Come what may...

3:21 A.M., Thursday, Feb. 21, 2002: losing my sanity (and almost not regaining it)
I swear to God I lost my mind tonight. No, not as in my brain fell out of my head. (Though that would be interesting, and I'd have to find someone to take pictures and put them on the internet for the world to see.) I mean I actually lost it completely, "it" being my sanity. Don't ask me how, or how I gained it back, because I won't be able to give you a nice little prepackaged answer, as much as I would like to.

I know I have a tendency to take things too personally, as well as overanalyze pretty much everything. This is among my biggest faults. I can't seem to get over that, no matter how hard I try. This has led to several of my past downfalls, and I am very certain that's what led to tonight.

I got to thinking about work. I hate my job, as previously mentioned ad nauseum. I hate the fact that my supervisors think I'm a crappy-ass worker. I hate the fact that they've been threatening to fire me if I fuck up again. I hate the fact that there's so much out of my control, and I can't possibly begin to explain any of it because I know that a) I won't come up with a totally legit answer and b) they probably won't believe me, anyway. No one ever really believes me when I try to tell them the fucked-up things lurking about in the caverns of my mind. They say they do, but I'll bet that they still have doubts and believe even further that I'm being my "typical melodramatic self".

So I lost it. I started going into my usual pre-panic attack symptoms; heavy breathing, increased heart rate, nausea, shaking, persistent-yet-unnamed fear. However, things went horribly wrong after that.
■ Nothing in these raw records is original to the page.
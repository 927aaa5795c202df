//! aerolink core library
//!
//! Protocol-pure layer of the aerolink LAN client: payload ciphers, the
//! outer envelope codec, device identity, wire property keys, temperature
//! conversion, and the property cache. No sockets live here; the `net`
//! crate drives this one.
//!
//! # Modules
//!
//! - [`cipher`]: V1 (AES-ECB) and V2 (AES-GCM) payload encryption
//! - [`envelope`]: outer frame codec and typed inner packet views
//! - [`device_info`]: device identity records
//! - [`props`]: wire property keys and value enums
//! - [`temperature`]: setpoint/sensor conversion table
//! - [`state`]: property cache with dirty tracking
//! - [`error`]: error types

pub mod cipher;
pub mod device_info;
pub mod envelope;
pub mod error;
pub mod props;
pub mod state;
pub mod temperature;

pub use cipher::{Cipher, CipherKind};
pub use device_info::{DeviceInfo, DEVICE_PORT};
pub use envelope::{Command, Packet};
pub use error::{Error, Result};
pub use props::Property;
pub use state::PropertyCache;
//! Payload ciphers for the appliance protocol
//!
//! Two schemes exist in the field: V1 (AES-128-ECB with PKCS#7-style
//! padding) on older units and V2 (AES-128-GCM with a fixed nonce and
//! AAD) on newer ones. Scan and bind exchanges use a well-known generic
//! key; everything after bind uses the device-issued session key.

use aes::cipher::block_padding::{NoPadding, Pkcs7};
use aes::cipher::{BlockDecryptMut, BlockEncryptMut, KeyInit};
use aes_gcm::aead::{Aead, Payload};
use aes_gcm::{Aes128Gcm, Nonce};
use base64::engine::general_purpose::STANDARD as BASE64;
use base64::Engine;
use serde_json::Value;
use tracing::debug;

use crate::error::{Error, Result};

type Aes128EcbEnc = ecb::Encryptor<aes::Aes128>;
type Aes128EcbDec = ecb::Decryptor<aes::Aes128>;

const BLOCK_SIZE: usize = 16;
const GCM_TAG_LEN: usize = 16;

/// Generic key for V1 scan/bind exchanges
pub const GENERIC_KEY_V1: &[u8; 16] = b"a3K8Bx%2r8Y7#xDh";

/// Generic key for V2 scan/bind exchanges
pub const GENERIC_KEY_V2: &[u8; 16] = b"{yxAHAY_Lm6pbC/<";

/// Fixed GCM nonce shipped in V2 firmware
const GCM_NONCE: [u8; 12] = [
    0x54, 0x40, 0x78, 0x44, 0x49, 0x67, 0x5a, 0x51, 0x6c, 0x5e, 0x63, 0x13,
];

/// Fixed GCM additional authenticated data shipped in V2 firmware
const GCM_AAD: &[u8] = b"qualcomm-test";

/// Cipher scheme selector
#[derive(Clone, Copy, Debug, Default, PartialEq, Eq)]
pub enum CipherKind {
    /// AES-128-ECB, PKCS#7-style padding
    #[default]
    V1,
    /// AES-128-GCM, fixed nonce and AAD, tag carried in the envelope
    V2,
}

/// A concrete cipher instance carrying its key
#[derive(Clone)]
pub enum Cipher {
    V1(CipherV1),
    V2(CipherV2),
}

impl Cipher {
    /// Cipher for scan/bind exchanges under the well-known generic key
    pub fn generic(kind: CipherKind) -> Self {
        match kind {
            CipherKind::V1 => Cipher::V1(CipherV1::default()),
            CipherKind::V2 => Cipher::V2(CipherV2::default()),
        }
    }

    /// Cipher keyed with a device-issued session key
    pub fn session(kind: CipherKind, key: &str) -> Result<Self> {
        match kind {
            CipherKind::V1 => Ok(Cipher::V1(CipherV1::new(key.as_bytes())?)),
            CipherKind::V2 => Ok(Cipher::V2(CipherV2::new(key.as_bytes())?)),
        }
    }

    /// Which scheme this cipher implements
    pub fn kind(&self) -> CipherKind {
        match self {
            Cipher::V1(_) => CipherKind::V1,
            Cipher::V2(_) => CipherKind::V2,
        }
    }

    /// Replace the key, keeping the scheme
    pub fn set_key(&mut self, key: &str) -> Result<()> {
        *self = Self::session(self.kind(), key)?;
        Ok(())
    }

    /// Encrypt a JSON payload, returning base64 ciphertext and an optional
    /// base64 authentication tag (V2 only)
    pub fn encrypt(&self, value: &Value) -> Result<(String, Option<String>)> {
        match self {
            Cipher::V1(c) => Ok((c.encrypt(value)?, None)),
            Cipher::V2(c) => {
                let (pack, tag) = c.encrypt(value)?;
                Ok((pack, Some(tag)))
            }
        }
    }

    /// Decrypt a base64 ciphertext back into a JSON payload
    pub fn decrypt(&self, pack: &str, tag: Option<&str>) -> Result<Value> {
        match self {
            Cipher::V1(c) => c.decrypt(pack),
            Cipher::V2(c) => c.decrypt(pack, tag),
        }
    }
}

/// AES-128-ECB cipher used by V1 firmware
#[derive(Clone)]
pub struct CipherV1 {
    key: [u8; 16],
}

impl Default for CipherV1 {
    fn default() -> Self {
        Self {
            key: *GENERIC_KEY_V1,
        }
    }
}

impl CipherV1 {
    pub fn new(key: &[u8]) -> Result<Self> {
        Ok(Self {
            key: check_key(key)?,
        })
    }

    pub fn encrypt(&self, value: &Value) -> Result<String> {
        let json = serde_json::to_vec(value)?;
        // PKCS#7: always pad, a full extra block when already aligned
        let padded_len = (json.len() / BLOCK_SIZE + 1) * BLOCK_SIZE;
        let mut buf = vec![0u8; padded_len];
        buf[..json.len()].copy_from_slice(&json);

        let sealed = Aes128EcbEnc::new((&self.key).into())
            .encrypt_padded_mut::<Pkcs7>(&mut buf, json.len())
            .map_err(|_| Error::Encryption("ECB pad buffer too small".into()))?;

        debug!(bytes = sealed.len(), "encrypted V1 payload");
        Ok(BASE64.encode(sealed))
    }

    pub fn decrypt(&self, pack: &str) -> Result<Value> {
        let mut buf = BASE64.decode(pack)?;
        if buf.is_empty() || buf.len() % BLOCK_SIZE != 0 {
            return Err(Error::Decryption(format!(
                "ciphertext length {} is not block aligned",
                buf.len()
            )));
        }

        // Padding is deliberately not validated: field units emit packs
        // whose plaintext trails arbitrary bytes after the closing brace.
        let plain = Aes128EcbDec::new((&self.key).into())
            .decrypt_padded_mut::<NoPadding>(&mut buf)
            .map_err(|_| Error::Decryption("ECB block decrypt failed".into()))?;

        parse_plaintext(plain)
    }
}

/// AES-128-GCM cipher used by V2 firmware
#[derive(Clone)]
pub struct CipherV2 {
    key: [u8; 16],
}

impl Default for CipherV2 {
    fn default() -> Self {
        Self {
            key: *GENERIC_KEY_V2,
        }
    }
}

impl CipherV2 {
    pub fn new(key: &[u8]) -> Result<Self> {
        Ok(Self {
            key: check_key(key)?,
        })
    }

    pub fn encrypt(&self, value: &Value) -> Result<(String, String)> {
        let json = serde_json::to_vec(value)?;
        let cipher = Aes128Gcm::new((&self.key).into());
        let mut sealed = cipher
            .encrypt(
                Nonce::from_slice(&GCM_NONCE),
                Payload {
                    msg: &json,
                    aad: GCM_AAD,
                },
            )
            .map_err(|_| Error::Encryption("AEAD seal failed".into()))?;

        // aes-gcm appends the tag; the wire carries it in a separate field
        let tag = sealed.split_off(sealed.len() - GCM_TAG_LEN);
        debug!(bytes = sealed.len(), "encrypted V2 payload");
        Ok((BASE64.encode(&sealed), BASE64.encode(&tag)))
    }

    pub fn decrypt(&self, pack: &str, tag: Option<&str>) -> Result<Value> {
        let tag = tag.ok_or(Error::MissingField("tag"))?;
        let mut msg = BASE64.decode(pack)?;
        msg.extend_from_slice(&BASE64.decode(tag)?);

        let cipher = Aes128Gcm::new((&self.key).into());
        let plain = cipher
            .decrypt(
                Nonce::from_slice(&GCM_NONCE),
                Payload {
                    msg: &msg,
                    aad: GCM_AAD,
                },
            )
            .map_err(|_| Error::Decryption("AEAD tag verification failed".into()))?;

        parse_plaintext(&plain)
    }
}

fn check_key(key: &[u8]) -> Result<[u8; 16]> {
    key.try_into()
        .map_err(|_| Error::InvalidKeyLength(key.len()))
}

/// Decode plaintext as UTF-8, drop anything after the last `}`, and parse.
///
/// The truncation is load-bearing: V1 units routinely send packs whose
/// plaintext is the JSON object followed by junk instead of valid padding.
fn parse_plaintext(plain: &[u8]) -> Result<Value> {
    let text = std::str::from_utf8(plain)
        .map_err(|e| Error::Decryption(format!("plaintext is not UTF-8: {e}")))?;
    let end = text
        .rfind('}')
        .ok_or_else(|| Error::Decryption("no JSON object in plaintext".into()))?;
    serde_json::from_str(&text[..=end])
        .map_err(|e| Error::Decryption(format!("plaintext is not JSON: {e}")))
}
//! Inbound packet dispatch and callback registry
//!
//! The protocol has no request ids, so inbound packs are routed purely by
//! their inner `t`. Sessions update their own state first, then fire any
//! callbacks registered for the kind.

use std::collections::HashMap;
use std::panic::{catch_unwind, AssertUnwindSafe};

use serde_json::Value;
use tracing::warn;

/// Response kinds a session routes
#[derive(Clone, Copy, Debug, PartialEq, Eq, Hash)]
pub enum ResponseKind {
    /// `bindok` - session key issued
    BindOk,
    /// `dat` - column-oriented state report
    Data,
    /// `res` - command acknowledgement
    CommandAck,
}

impl ResponseKind {
    pub fn from_wire(kind: &str) -> Option<Self> {
        match kind {
            "bindok" => Some(Self::BindOk),
            "dat" => Some(Self::Data),
            "res" => Some(Self::CommandAck),
            _ => None,
        }
    }
}

/// Event delivered to registered callbacks
#[derive(Clone, Debug)]
pub enum DeviceEvent {
    BindOk { key: String },
    Data { state: HashMap<String, Value> },
    CommandAck { state: HashMap<String, Value> },
}

impl DeviceEvent {
    pub fn kind(&self) -> ResponseKind {
        match self {
            DeviceEvent::BindOk { .. } => ResponseKind::BindOk,
            DeviceEvent::Data { .. } => ResponseKind::Data,
            DeviceEvent::CommandAck { .. } => ResponseKind::CommandAck,
        }
    }
}

/// Registered callback
pub type Handler = Box<dyn Fn(&DeviceEvent) + Send>;

/// Registration handle returned by [`HandlerRegistry::add`]
#[derive(Clone, Copy, Debug, PartialEq, Eq)]
pub struct HandlerId(u64);

/// Callback set keyed by response kind
#[derive(Default)]
pub struct HandlerRegistry {
    next_id: u64,
    handlers: HashMap<ResponseKind, Vec<(HandlerId, Handler)>>,
}

impl HandlerRegistry {
    pub fn new() -> Self {
        Self::default()
    }

    pub fn add(&mut self, kind: ResponseKind, handler: Handler) -> HandlerId {
        let id = HandlerId(self.next_id);
        self.next_id += 1;
        self.handlers.entry(kind).or_default().push((id, handler));
        id
    }

    /// Remove a callback; unknown ids are ignored
    pub fn remove(&mut self, id: HandlerId) {
        for handlers in self.handlers.values_mut() {
            handlers.retain(|(handler_id, _)| *handler_id != id);
        }
    }

    /// Fire every callback registered for the event's kind
    ///
    /// A panicking callback is logged and skipped; the rest still run.
    pub fn dispatch(&self, event: &DeviceEvent) {
        let Some(handlers) = self.handlers.get(&event.kind()) else {
            return;
        };
        for (id, handler) in handlers {
            if catch_unwind(AssertUnwindSafe(|| handler(event))).is_err() {
                warn!(id = id.0, kind = ?event.kind(), "event callback panicked");
            }
        }
    }
}
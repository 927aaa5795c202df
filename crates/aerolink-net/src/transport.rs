//! UDP datagram endpoints
//!
//! One endpoint type serves both sides of the library: a connected unicast
//! socket per device session, and a broadcast socket per interface during
//! discovery. The endpoint owns the cipher for the exchange, so received
//! packs come back already decrypted.

use std::net::{Ipv4Addr, SocketAddr, SocketAddrV4};
use std::time::Duration;

use aerolink_core::cipher::Cipher;
use aerolink_core::envelope::Packet;
use socket2::{Domain, Protocol, Socket, Type};
use thiserror::Error;
use tokio::net::UdpSocket;
use tokio::time::timeout;
use tracing::debug;

/// Responses longer than this are truncated by the receive buffer and
/// parsed best-effort
pub const MAX_DATAGRAM: usize = 2048;

/// Default bound on a single send completing
pub const DEFAULT_SEND_TIMEOUT: Duration = Duration::from_secs(10);

/// Transport errors
#[derive(Debug, Error)]
pub enum TransportError {
    #[error("IO error: {0}")]
    Io(#[from] std::io::Error),
    #[error("send did not complete within {0:?}")]
    SendTimeout(Duration),
    #[error("no cipher installed for sealed exchange")]
    MissingCipher,
    #[error("envelope error: {0}")]
    Envelope(#[from] aerolink_core::Error),
}

/// A UDP endpoint speaking sealed envelopes
pub struct DatagramEndpoint {
    socket: UdpSocket,
    cipher: Option<Cipher>,
    send_timeout: Duration,
}

impl DatagramEndpoint {
    /// Unicast endpoint on an ephemeral port, connected to one device
    pub async fn connect(device: SocketAddr, send_timeout: Duration) -> Result<Self, TransportError> {
        let socket = UdpSocket::bind((Ipv4Addr::UNSPECIFIED, 0)).await?;
        socket.connect(device).await?;
        debug!(local = %socket.local_addr()?, remote = %device, "opened device endpoint");
        Ok(Self {
            socket,
            cipher: None,
            send_timeout,
        })
    }

    /// Broadcast endpoint bound to one interface address
    pub fn broadcast(local_ip: Ipv4Addr, send_timeout: Duration) -> Result<Self, TransportError> {
        let socket = Socket::new(Domain::IPV4, Type::DGRAM, Some(Protocol::UDP))?;
        socket.set_reuse_address(true)?;
        socket.set_broadcast(true)?;
        socket.bind(&SocketAddr::V4(SocketAddrV4::new(local_ip, 0)).into())?;
        socket.set_nonblocking(true)?;
        let socket = UdpSocket::from_std(socket.into())?;
        debug!(local = %socket.local_addr()?, "opened broadcast endpoint");
        Ok(Self {
            socket,
            cipher: None,
            send_timeout,
        })
    }

    pub fn local_addr(&self) -> Result<SocketAddr, TransportError> {
        Ok(self.socket.local_addr()?)
    }

    pub fn cipher(&self) -> Option<&Cipher> {
        self.cipher.as_ref()
    }

    pub fn set_cipher(&mut self, cipher: Cipher) {
        self.cipher = Some(cipher);
    }

    /// Swap in a device-issued session key, keeping the cipher scheme
    pub fn set_session_key(&mut self, key: &str) -> Result<(), TransportError> {
        match &mut self.cipher {
            Some(cipher) => Ok(cipher.set_key(key)?),
            None => Err(TransportError::MissingCipher),
        }
    }

    /// Seal and send an envelope
    ///
    /// A generic-key packet (`i == 1`, scan/bind) must supply the generic
    /// cipher, which becomes the endpoint's cipher for the exchange.
    pub async fn send(
        &mut self,
        packet: &Packet,
        addr: Option<SocketAddr>,
        generic: Option<Cipher>,
    ) -> Result<(), TransportError> {
        if packet.pack.is_some() && packet.i == 1 {
            self.cipher = Some(generic.ok_or(TransportError::MissingCipher)?);
        }
        let cipher = self.cipher.as_ref().ok_or(TransportError::MissingCipher)?;
        let data = packet.seal(cipher)?;

        debug!(
            kind = packet.inner_kind().unwrap_or(packet.t.as_str()),
            bytes = data.len(),
            "sending packet"
        );
        self.transmit(&data, addr).await
    }

    /// Send a raw datagram (the bare scan probe travels unsealed)
    pub async fn send_raw(&self, data: &[u8], addr: SocketAddr) -> Result<(), TransportError> {
        self.transmit(data, Some(addr)).await
    }

    async fn transmit(&self, data: &[u8], addr: Option<SocketAddr>) -> Result<(), TransportError> {
        // tokio parks the send future while the socket is unwritable; the
        // timeout bounds that backpressure wait
        let sent = match addr {
            Some(addr) => timeout(self.send_timeout, self.socket.send_to(data, addr)).await,
            None => timeout(self.send_timeout, self.socket.send(data)).await,
        }
        .map_err(|_| TransportError::SendTimeout(self.send_timeout))??;
        debug_assert_eq!(sent, data.len());
        Ok(())
    }

    /// Receive and open the next envelope, skipping empty datagrams
    pub async fn recv(&self) -> Result<(Packet, SocketAddr), TransportError> {
        let mut buf = [0u8; MAX_DATAGRAM];
        loop {
            let (len, addr) = self.socket.recv_from(&mut buf).await?;
            if len == 0 {
                continue;
            }
            let cipher = self.cipher.as_ref().ok_or(TransportError::MissingCipher)?;
            let packet = Packet::open(&buf[..len], cipher)?;
            debug!(
                from = %addr,
                kind = packet.inner_kind().unwrap_or(packet.t.as_str()),
                "received packet"
            );
            return Ok((packet, addr));
        }
    }
}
I started going into my major panic attack symptoms. I was crying uncontrollably, writhing about, unable to control anything I was doing. From there I started staring into space, bawling, and hyperventilating. I watched my hands as if infantile, amazed that my fingers could actually move the way they did. I froze. I couldn't do anything except stare, cry, and feel my sanity slipping.

I somehow managed to get enough strength to un-freeze. That's when the demons came in. Yes, you read right: demons. I swear to God I could feel the presence of demons in my room, and I thought they were hiding in and around my empty pop cups. I thought they were going to manifest into sentient beings at any moment and annihilate me. As silly as this may sound, at that point in time the fear was very much real. I starting pacing, almost violently so. I started believing that inanimate objects were staring and making comments. I would tell them to shut up. I would stare at the ceiling for no apparent reason. I would start talking to people that weren't there. I have never been so out of my head (or scared beyond belief) in my life. I couldn't believe the things that were happening. I reverted into almost a child-like state, and I swear I started forgetting who I am and where I was.

Something is wrong. Something is seriously off-balance with me. I need to figure out what it is and try to fix things so that shit like this never happens again. I am scared to death that I will flip out again, only the next time I'll never recover and spend the rest of my life institutionalized.

And all this after I thought I was getting better.